**Problem**: Nothing should be left out. Give all the data again exactly as written.

**Dataset extract**:
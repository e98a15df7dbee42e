// SPDX-License-Identifier: BUSL-1.1
// Copyright (c) 2026 Alfred Jean LLC

//! mx coordination daemon (mxd)
//!
//! Long-lived process serving the named-mutex registry to worker processes.

use tokio::signal::unix::{signal, SignalKind};
use tracing::{error, info};

use mx_daemon::lifecycle::{self, Config, LifecycleError};

#[tokio::main]
async fn main() -> Result<(), Box<dyn std::error::Error>> {
    // Optional first argument overrides the listen endpoint
    let mut config = Config::from_env()?;
    if let Some(endpoint) = std::env::args().nth(1) {
        config.endpoint = endpoint.parse()?;
    }

    // Write startup marker to log (before tracing setup, so tooling can find it)
    write_startup_marker(&config)?;

    let log_guard = setup_logging(&config)?;

    info!("Starting mxd on {}", config.endpoint);

    let mut daemon = match lifecycle::startup(&config).await {
        Ok(d) => d,
        Err(e) => {
            // Write error synchronously (tracing is non-blocking and may not flush in time)
            write_startup_error(&config, &e);
            error!("Failed to start daemon: {}", e);
            drop(log_guard);
            return Err(e.into());
        }
    };

    let mut sigterm = signal(SignalKind::terminate())?;
    let mut sigint = signal(SignalKind::interrupt())?;

    // Signal ready for parent process (e.g., a test harness waiting for startup)
    println!("READY");

    tokio::select! {
        _ = sigterm.recv() => info!("Received SIGTERM, shutting down..."),
        _ = sigint.recv() => info!("Received SIGINT, shutting down..."),
    }

    daemon.shutdown().await?;
    info!("Daemon stopped");
    Ok(())
}

/// Startup marker prefix written to log before anything else.
/// Full format: "--- mxd: starting (pid: 12345) ---"
pub const STARTUP_MARKER_PREFIX: &str = "--- mxd: starting (pid: ";

fn write_startup_marker(config: &Config) -> Result<(), LifecycleError> {
    use std::io::Write;

    if let Some(parent) = config.log_path.parent() {
        std::fs::create_dir_all(parent)?;
    }

    let mut file = std::fs::OpenOptions::new()
        .create(true)
        .append(true)
        .open(&config.log_path)?;
    writeln!(file, "{}{}) ---", STARTUP_MARKER_PREFIX, std::process::id())?;

    Ok(())
}

fn write_startup_error(config: &Config, error: &LifecycleError) {
    use std::io::Write;

    let Ok(mut file) = std::fs::OpenOptions::new()
        .create(true)
        .append(true)
        .open(&config.log_path)
    else {
        return;
    };
    let _ = writeln!(file, "ERROR Failed to start daemon: {}", error);
}

fn setup_logging(
    config: &Config,
) -> Result<tracing_appender::non_blocking::WorkerGuard, LifecycleError> {
    use tracing_subscriber::{fmt, prelude::*, EnvFilter};

    let file_appender = tracing_appender::rolling::never(
        config.log_path.parent().ok_or(LifecycleError::NoStateDir)?,
        config
            .log_path
            .file_name()
            .ok_or(LifecycleError::NoStateDir)?,
    );
    let (non_blocking, guard) = tracing_appender::non_blocking(file_appender);

    let filter = EnvFilter::try_from_default_env().unwrap_or_else(|_| EnvFilter::new("info"));

    tracing_subscriber::registry()
        .with(filter)
        .with(fmt::layer().with_writer(non_blocking))
        .init();

    Ok(guard)
}
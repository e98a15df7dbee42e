use super::*;
use yare::parameterized;

#[parameterized(
    tcp_scheme = { "tcp://127.0.0.1:7070" },
    bare_ipv4 = { "127.0.0.1:7070" },
    bare_ipv6 = { "[::1]:7070" },
)]
fn parses_tcp(input: &str) {
    let endpoint: Endpoint = input.parse().unwrap();
    assert!(matches!(endpoint, Endpoint::Tcp(_)), "got {:?}", endpoint);
}

#[parameterized(
    unix_scheme = { "unix:///tmp/mx/mx.sock", "/tmp/mx/mx.sock" },
    bare_absolute = { "/tmp/mx/mx.sock", "/tmp/mx/mx.sock" },
    bare_relative = { "mx.sock", "mx.sock" },
)]
fn parses_unix(input: &str, expected: &str) {
    let endpoint: Endpoint = input.parse().unwrap();
    assert_eq!(endpoint, Endpoint::Unix(PathBuf::from(expected)));
}

#[test]
fn rejects_empty() {
    assert_eq!("  ".parse::<Endpoint>(), Err(EndpointError::Empty));
    assert_eq!("unix://".parse::<Endpoint>(), Err(EndpointError::Empty));
}

#[test]
fn rejects_bad_tcp_address() {
    assert_eq!(
        "tcp://localhost".parse::<Endpoint>(),
        Err(EndpointError::InvalidTcp("localhost".to_string()))
    );
}

#[test]
fn display_uses_scheme() {
    let unix = Endpoint::Unix(PathBuf::from("/tmp/mx.sock"));
    assert_eq!(unix.to_string(), "unix:///tmp/mx.sock");

    let tcp: Endpoint = "127.0.0.1:9000".parse().unwrap();
    assert_eq!(tcp.to_string(), "tcp://127.0.0.1:9000");
    assert_eq!(tcp.to_string().parse::<Endpoint>().unwrap(), tcp);
}
// SPDX-License-Identifier: BUSL-1.1
// Copyright (c) 2026 Alfred Jean LLC

//! Coordination primitives for exclusive access to named resources
//!
//! This module provides:
//! - **LockState** - Holder, FIFO waiters and attached value for one key
//! - **MutexRegistry** - Thread-safe map of keys to lock state, with
//!   connection-scoped cleanup

pub mod lock;
pub mod registry;

pub use lock::{Grant, LockMode, LockState};
pub use registry::{Acquire, DisconnectSummary, MutexRegistry, RegistryError, TryAcquire};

**Exercise result**:
repository e98a15df7dbee42e
// SPDX-License-Identifier: BUSL-1.1
// Copyright (c) 2026 Alfred Jean LLC

//! mx coordination daemon (mxd)
//!
//! Long-lived process serving the named-mutex registry to worker processes.

use tokio::signal::unix::{signal, SignalKind};
use tracing::{error, info};

use mx_daemon::lifecycle::{self, Config, LifecycleError};

#[tokio::main]
async fn main() -> Result<(), Box<dyn std::error::Error>> {
    // Optional first argument overrides the listen endpoint
    let mut config = Config::from_env()?;
    if let Some(endpoint) = std::env::args().nth(1) {
        config.endpoint = endpoint.parse()?;
    }

    // Write startup marker to log (before tracing setup, so tooling can find it)
    write_startup_marker(&config)?;

    let log_guard = setup_logging(&config)?;

    info!("Starting mxd on {}", config.endpoint);

    let mut daemon = match lifecycle::startup(&config).await {
        Ok(d) => d,
        Err(e) => {
            // Write error synchronously (tracing is non-blocking and may not flush in time)
            write_startup_error(&config, &e);
            error!("Failed to start daemon: {}", e);
            drop(log_guard);
            return Err(e.into());
        }
    };

    let mut sigterm = signal(SignalKind::terminate())?;
    let mut sigint = signal(SignalKind::interrupt())?;

    // Signal ready for parent process (e.g., a test harness waiting for startup)
    println!("READY");

    tokio::select! {
        _ = sigterm.recv() => info!("Received SIGTERM, shutting down..."),
        _ = sigint.recv() => info!("Received SIGINT, shutting down..."),
    }

    daemon.shutdown().await?;
    info!("Daemon stopped");
    Ok(())
}

/// Startup marker prefix written to log before anything else.
/// Full format: "--- mxd: starting (pid: 12345) ---"
pub const STARTUP_MARKER_PREFIX: &str = "--- mxd: starting (pid: ";

fn write_startup_marker(config: &Config) -> Result<(), LifecycleError> {
    use std::io::Write;

    if let Some(parent) = config.log_path.parent() {
        std::fs::create_dir_all(parent)?;
    }

    let mut file = std::fs::OpenOptions::new()
        .create(true)
        .append(true)
        .open(&config.log_path)?;
    writeln!(file, "{}{}) ---", STARTUP_MARKER_PREFIX, std::process::id())?;

    Ok(())
}

fn write_startup_error(config: &Config, error: &LifecycleError) {
    use std::io::Write;

    let Ok(mut file) = std::fs::OpenOptions::new()
        .create(true)
        .append(true)
        .open(&config.log_path)
    else {
        return;
    };
    let _ = writeln!(file, "ERROR Failed to start daemon: {}", error);
}

fn setup_logging(
    config: &Config,
) -> Result<tracing_appender::non_blocking::WorkerGuard, LifecycleError> {
    use tracing_subscriber::{fmt, prelude::*, EnvFilter};

    let file_appender = tracing_appender::rolling::never(
        config.log_path.parent().ok_or(LifecycleError::NoStateDir)?,
        config
            .log_path
            .file_name()
            .ok_or(LifecycleError::NoStateDir)?,
    );
    let (non_blocking, guard) = tracing_appender::non_blocking(file_appender);

    let filter = EnvFilter::try_from_default_env().unwrap_or_else(|_| EnvFilter::new("info"));

    tracing_subscriber::registry()
        .with(filter)
        .with(fmt::layer().with_writer(non_blocking))
        .init();

    Ok(guard)
}
repository e98a15df7dbee42e
use super::*;
use yare::parameterized;

#[parameterized(
    tcp_scheme = { "tcp://127.0.0.1:7070" },
    bare_ipv4 = { "127.0.0.1:7070" },
    bare_ipv6 = { "[::1]:7070" },
)]
fn parses_tcp(input: &str) {
    let endpoint: Endpoint = input.parse().unwrap();
    assert!(matches!(endpoint, Endpoint::Tcp(_)), "got {:?}", endpoint);
}

#[parameterized(
    unix_scheme = { "unix:///tmp/mx/mx.sock", "/tmp/mx/mx.sock" },
    bare_absolute = { "/tmp/mx/mx.sock", "/tmp/mx/mx.sock" },
    bare_relative = { "mx.sock", "mx.sock" },
)]
fn parses_unix(input: &str, expected: &str) {
    let endpoint: Endpoint = input.parse().unwrap();
    assert_eq!(endpoint, Endpoint::Unix(PathBuf::from(expected)));
}

#[test]
fn rejects_empty() {
    assert_eq!("  ".parse::<Endpoint>(), Err(EndpointError::Empty));
    assert_eq!("unix://".parse::<Endpoint>(), Err(EndpointError::Empty));
}

#[test]
fn rejects_bad_tcp_address() {
    assert_eq!(
        "tcp://localhost".parse::<Endpoint>(),
        Err(EndpointError::InvalidTcp("localhost".to_string()))
    );
}

#[test]
fn display_uses_scheme() {
    let unix = Endpoint::Unix(PathBuf::from("/tmp/mx.sock"));
    assert_eq!(unix.to_string(), "unix:///tmp/mx.sock");

    let tcp: Endpoint = "127.0.0.1:9000".parse().unwrap();
    assert_eq!(tcp.to_string(), "tcp://127.0.0.1:9000");
    assert_eq!(tcp.to_string().parse::<Endpoint>().unwrap(), tcp);
}
// SPDX-License-Identifier: BUSL-1.1
// Copyright (c) 2026 Alfred Jean LLC

//! Coordination primitives for exclusive access to named resources
//!
//! This module provides:
//! - **LockState** - Holder, FIFO waiters and attached value for one key
//! - **MutexRegistry** - Thread-safe map of keys to lock state, with
//!   connection-scoped cleanup

pub mod lock;
pub mod registry;

pub use lock::{Grant, LockMode, LockState};
pub use registry::{Acquire, DisconnectSummary, MutexRegistry, RegistryError, TryAcquire};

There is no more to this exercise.